Abstract 10751: Pericardial Injection of Micronized Matrix Biomaterial Improves Post-Infarct Cardiac Function and Modulates Fibroblast Activity to Enhance Repair

Abstract

Introduction: Injection of micronized biomaterials into the pericardial space leverages bioinductive properties to enhance post-infarct cardiac repair. This less invasive, potentially bedside, approach enables early intervention. Micronized porcine small intestinal submucosal extracellular matrix (SIS-ECM) contains fibroblast growth factor 2 (FGF2) which reduce fibrosis and increase vasculogenesis. Hypothesis: Pericardial delivery of micronized SIS-ECM improves post-infarct cardiac function.
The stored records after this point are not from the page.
impl Processor {
    pub fn new() -> Self {
        Self { version: VERSION }
    }

    /// Process the request's document in place, returning discovered work.
    pub fn process(&self, request: &mut Request) -> Discoveries {
        let mut discoveries = Discoveries::default();
        let Some(mut document) = request.document.take() else {
            return discoveries;
        };

        let existing = (document.metadata.version > 0).then_some(document.metadata.version);
        if !request.policy.should_process(existing, self.version) {
            request.mark_skip(Outcome::Skipped, "Excluded");
            request.document = Some(document);
            return discoveries;
        }
        document.metadata.version = self.version;

        match self.resolve(request) {
            Dispatch::Page(page) => {
                self.process_page(page, request, &mut document, &mut discoveries)
            }
            Dispatch::Collection => self.process_collection(request, &mut document, &mut discoveries),
            Dispatch::Entity(entity) => {
                self.process_entity(&entity, request, &mut document, &mut discoveries)
            }
            Dispatch::Event(event) => {
                self.process_event(&event, request, &mut document, &mut discoveries)
            }
            Dispatch::Unhandled => request.mark_skip(Outcome::Skipped, "No handler"),
        }

        request.document = Some(document);
        discoveries
    }

    fn resolve(&self, request: &Request) -> Dispatch {
        let Some(resource_type) = request.resource_type() else {
            return Dispatch::Unhandled;
        };
        if let Some(page) = request.url().and_then(page_number) {
            return Dispatch::Page(page);
        }
        if request.collection_type().is_some() {
            return Dispatch::Collection;
        }
        if resource_type.ends_with("Event") {
            return Dispatch::Event(resource_type.to_string());
        }
        match resource_type {
            "org" | "user" | "repo" | "team" | "commit" | "issue" | "issue_comment"
            | "commit_comment" => Dispatch::Entity(resource_type.to_string()),
            _ => Dispatch::Unhandled,
        }
    }

    // ===== Collections and pages =====

    /// First page of a collection. Enqueues the remaining pages onto the
    /// `soon` queue, carrying the current policy and qualifier, then
    /// handles page 1 inline.
    fn process_collection(
        &self,
        request: &Request,
        document: &mut Document,
        out: &mut Discoveries,
    ) {
        let link_header = request
            .response
            .as_ref()
            .and_then(|response| response.link_header.clone());
        if let (Some(header), Some(url), Some(resource_type)) =
            (link_header, request.url(), request.resource_type())
        {
            if let Some(last) = parse_page_links(&header).last {
                for page in 2..=last {
                    let Some(page_url) = with_page(url, page) else {
                        continue;
                    };
                    out.push(
                        QueueName::Soon,
                        Queuable {
                            resource_type: resource_type.to_string(),
                            url: page_url,
                            context: request.context.clone(),
                            policy: request.policy.clone(),
                            attempt_count: 0,
                        },
                    );
                }
            }
        }

        self.process_page(1, request, document, out);
    }

    /// One page of a collection: self link, relation processing, and one
    /// discovered request per element.
    fn process_page(
        &self,
        page: u32,
        request: &Request,
        document: &mut Document,
        out: &mut Discoveries,
    ) {
        let Some(resource_type) = request.resource_type() else {
            return;
        };
        let qualifier = request
            .context
            .qualifier
            .clone()
            .unwrap_or_else(|| urn::ROOT.to_string());

        let self_urn = urn::join(&qualifier, &[resource_type, "page", &page.to_string()]);
        document.add_link("self", Link::self_ref(self_urn));

        if let Some(relation) = request.context.relation.clone() {
            self.process_relation(&relation, &qualifier, document);
        }

        let Some(element_type) = request.collection_type() else {
            return;
        };
        let elements: Vec<Value> = document.elements().to_vec();
        for element in &elements {
            let Some(url) = element.get("url").and_then(Value::as_str) else {
                continue;
            };
            self.queue_collection_element(element_type, url, &qualifier, &request.policy, out);
        }
    }

    /// Annotate a relation page: origin edges, siblings, and the URN list
    /// of the related entities.
    fn process_relation(
        &self,
        relation: &RelationDescriptor,
        qualifier: &str,
        document: &mut Document,
    ) {
        let urns: Vec<String> = document
            .elements()
            .iter()
            .filter_map(|element| {
                id_of(element.get("id")).map(|id| urn::root(&relation.rel_type, id))
            })
            .collect();

        document.add_link("origin", Link::resource(qualifier));
        document.add_link(&relation.origin, Link::resource(qualifier));
        document.add_link(
            "siblings",
            Link::siblings(urn::join(qualifier, &[&relation.name, "pages"])),
        );
        document.add_link("resources", Link::resources(urns));
    }

    fn queue_collection_element(
        &self,
        element_type: &str,
        url: &str,
        qualifier: &str,
        policy: &TraversalPolicy,
        out: &mut Discoveries,
    ) {
        let queuable = if is_root_type(element_type) {
            Queuable::root(element_type, url, policy.clone())
        } else {
            Queuable::child(element_type, url, qualifier, policy.clone())
        };
        out.push(QueueName::Normal, queuable);
    }

    // ===== Entities =====

    fn process_entity(
        &self,
        entity: &str,
        request: &Request,
        document: &mut Document,
        out: &mut Discoveries,
    ) {
        match entity {
            "org" => self.process_org(request, document, out),
            "user" => self.process_user(request, document, out),
            "repo" => self.process_repo(request, document, out),
            "team" => self.process_team(request, document, out),
            "commit" => self.process_commit(request, document, out),
            "issue" => self.process_issue(request, document, out),
            "issue_comment" => {
                self.process_comment("issue_comment", "issue_comments", request, document, out)
            }
            "commit_comment" => {
                self.process_comment("commit_comment", "commit_comments", request, document, out)
            }
            _ => {}
        }
    }

    fn process_org(&self, request: &Request, document: &mut Document, out: &mut Discoveries) {
        let Some(id) = id_of(document.payload.get("id")) else {
            return;
        };
        let self_urn = urn::root("org", &id);
        document.add_link("self", Link::self_ref(&self_urn));
        document.add_link("siblings", Link::siblings("urn:orgs"));
        self.add_collection("repos", "repos", &self_urn, request, document, out);
        self.add_relation("members", "user", "org", &self_urn, request, document, out);
    }

    fn process_user(&self, request: &Request, document: &mut Document, out: &mut Discoveries) {
        let Some(id) = id_of(document.payload.get("id")) else {
            return;
        };
        let self_urn = urn::root("user", &id);
        document.add_link("self", Link::self_ref(&self_urn));
        document.add_link("siblings", Link::siblings("urn:users"));
        self.add_collection("repos", "repos", &self_urn, request, document, out);
    }

    fn process_repo(&self, request: &Request, document: &mut Document, out: &mut Discoveries) {
        let Some(id) = id_of(document.payload.get("id")) else {
            return;
        };
        let self_urn = urn::root("repo", &id);
        document.add_link("self", Link::self_ref(&self_urn));
        if let Some(owner_id) = id_of(
            document
                .payload
                .get("owner")
                .and_then(|owner| owner.get("id")),
        ) {
            document.add_link(
                "siblings",
                Link::siblings(urn::join(&urn::root("user", owner_id), &["repos"])),
            );
        }

        self.add_root("owner", "user", request, document, out);
        self.add_root("organization", "org", request, document, out);
        self.add_relation("teams", "team", "repo", &self_urn, request, document, out);
        self.add_relation(
            "collaborators",
            "user",
            "repo",
            &self_urn,
            request,
            document,
            out,
        );
        self.add_relation(
            "contributors",
            "user",
            "repo",
            &self_urn,
            request,
            document,
            out,
        );
        self.add_collection("issues", "issues", &self_urn, request, document, out);
        self.add_collection("commits", "commits", &self_urn, request, document, out);
    }

    fn process_team(&self, request: &Request, document: &mut Document, out: &mut Discoveries) {
        let Some(id) = id_of(document.payload.get("id")) else {
            return;
        };
        let self_urn = urn::root("team", &id);
        document.add_link("self", Link::self_ref(&self_urn));
        if let Some(org_id) = id_of(
            document
                .payload
                .get("organization")
                .and_then(|org| org.get("id")),
        ) {
            document.add_link(
                "siblings",
                Link::siblings(urn::join(&urn::root("org", org_id), &["teams"])),
            );
        }

        self.add_root("organization", "org", request, document, out);
        self.add_relation("members", "user", "team", &self_urn, request, document, out);
        self.add_relation("repos", "repo", "team", &self_urn, request, document, out);
    }

    fn process_commit(&self, request: &Request, document: &mut Document, out: &mut Discoveries) {
        let Some(sha) = document
            .payload
            .get("sha")
            .and_then(Value::as_str)
            .map(str::to_string)
        else {
            return;
        };
        let qualifier = request
            .context
            .qualifier
            .clone()
            .unwrap_or_else(|| urn::ROOT.to_string());
        let self_urn = urn::join(&qualifier, &["commit", &sha]);
        document.add_link("self", Link::self_ref(&self_urn));
        document.add_link("siblings", Link::siblings(urn::join(&qualifier, &["commits"])));

        self.add_root("author", "user", request, document, out);
        self.add_root("committer", "user", request, document, out);
        self.add_collection(
            "comments",
            "commit_comments",
            &self_urn,
            request,
            document,
            out,
        );
    }

    fn process_issue(&self, request: &Request, document: &mut Document, out: &mut Discoveries) {
        let Some(id) = id_of(document.payload.get("id")) else {
            return;
        };
        let qualifier = request
            .context
            .qualifier
            .clone()
            .unwrap_or_else(|| urn::ROOT.to_string());
        let self_urn = urn::join(&qualifier, &["issue", &id]);
        document.add_link("self", Link::self_ref(&self_urn));
        document.add_link("siblings", Link::siblings(urn::join(&qualifier, &["issues"])));

        self.add_root("user", "user", request, document, out);
        self.add_root("assignee", "user", request, document, out);
        self.add_root("closed_by", "user", request, document, out);
        self.add_root("repository", "repo", request, document, out);
        self.add_collection(
            "comments",
            "issue_comments",
            &self_urn,
            request,
            document,
            out,
        );
    }

    fn process_comment(
        &self,
        entity: &str,
        siblings: &str,
        request: &Request,
        document: &mut Document,
        out: &mut Discoveries,
    ) {
        let Some(id) = id_of(document.payload.get("id")) else {
            return;
        };
        let qualifier = request
            .context
            .qualifier
            .clone()
            .unwrap_or_else(|| urn::ROOT.to_string());
        document.add_link(
            "self",
            Link::self_ref(urn::join(&qualifier, &[entity, &id])),
        );
        document.add_link("siblings", Link::siblings(urn::join(&qualifier, &[siblings])));
        self.add_root("user", "user", request, document, out);
    }

    // ===== Link helpers =====

    /// Link a nested object as a root resource and enqueue it.
    pub(crate) fn add_root(
        &self,
        name: &str,
        resource_type: &str,
        request: &Request,
        document: &mut Document,
        out: &mut Discoveries,
    ) {
        let target = match document.payload.get(name) {
            Some(Value::Object(object)) => {
                let id = id_of(object.get("id"));
                let url = object
                    .get("url")
                    .and_then(Value::as_str)
                    .map(str::to_string);
                id.zip(url)
            }
            _ => None,
        };
        let Some((id, url)) = target else {
            return;
        };
        document.add_link(name, Link::resource(urn::root(resource_type, id)));
        out.push(
            QueueName::Normal,
            Queuable::root(resource_type, &url, request.policy.clone()),
        );
    }

    /// Link a named collection and enqueue its first fetch.
    pub(crate) fn add_collection(
        &self,
        name: &str,
        collection_type: &str,
        self_urn: &str,
        request: &Request,
        document: &mut Document,
        out: &mut Discoveries,
    ) {
        let Some(url) = document
            .payload
            .get(format!("{}_url", name))
            .and_then(Value::as_str)
            .map(trim_url_template)
        else {
            return;
        };
        document.add_link(name, Link::collection(urn::join(self_urn, &[name])));
        out.push(
            QueueName::Normal,
            Queuable::collection(collection_type, &url, self_urn, request.policy.clone()),
        );
    }

    /// Link a relation and enqueue its collection carrying the edge
    /// descriptor.
    pub(crate) fn add_relation(
        &self,
        name: &str,
        element_type: &str,
        origin: &str,
        self_urn: &str,
        request: &Request,
        document: &mut Document,
        out: &mut Discoveries,
    ) {
        let Some(url) = document
            .payload
            .get(format!("{}_url", name))
            .and_then(Value::as_str)
            .map(trim_url_template)
        else {
            return;
        };
        document.add_link(name, Link::relation(urn::join(self_urn, &[name, "pages"])));
        out.push(
            QueueName::Normal,
            Queuable::relation(
                name,
                &url,
                self_urn,
                RelationDescriptor {
                    origin: origin.to_string(),
                    name: name.to_string(),
                    rel_type: element_type.to_string(),
                },
                request.policy.clone(),
            ),
        );
    }
}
It promotes a proangiogenic and antifibrotic fibroblast phenotype. Methods: Mice received coronary ligation (infarct) through an undisrupted pericardium followed by pericardial delivery of micronized SIS-ECM or saline control. Pressure-volume loops were at 28 days. Myocardial isolectin stain assessed small vessel density on confocal microscopy. Mouse 3T3 cell line fibroblasts in 3D collagen matrices were exposed to biomaterial-conditioned media or media control. Multiplex analyzed paracrine activity. Collagen gel contraction and MMP2 production assessed profibrotic phenotype. FGF2 inhibitor elucidated mechanism. Results: Mice receiving micronized SIS-ECM had lower ventricular stiffness (0.23±0.03 vs 0.39±0.05 mmHg/uL; p=0.01), higher ejection fraction (34.7±2.5 vs 26.9±2.8%; p<0.05) and higher stroke work (1510±138 vs 1066±152 μL/mmHg; p=0.04). The SIS-ECM group had higher normalized border zone isolectin mean fluorescence (0.82±0.04 vs 0.58±0.06; p=0.01). Micronized SIS-ECM attenuated collagen gel contraction (26±6 vs 56±5%; p=0.01) and MMP2 release (66±2 vs 83±3 ng/mL; p<0.01). Micronized SIS-ECM increased fibroblast VEGF production (904±79 vs 628±25; pg/mL). FGF2 inhibitor negated biomaterial effects, increasing gel contraction (27.3±5.3 vs 11.0±0.5%; p=0.04; inhibitor vs no inhibitor) and MMP-2 release (141±8 vs 100±6 ng/mL; p=0.02). Conclusions: Pericardial injection of micronized SIS-ECM attenuates profibrotic fibroblast activity, increases release of angiogenic VEGF protein, increases vasculogenesis on isolectin staining, and preserves post-infarct cardiac function. This less invasive strategy facilitates early intervention to attenuate maladaptive post-infarct structural remodeling.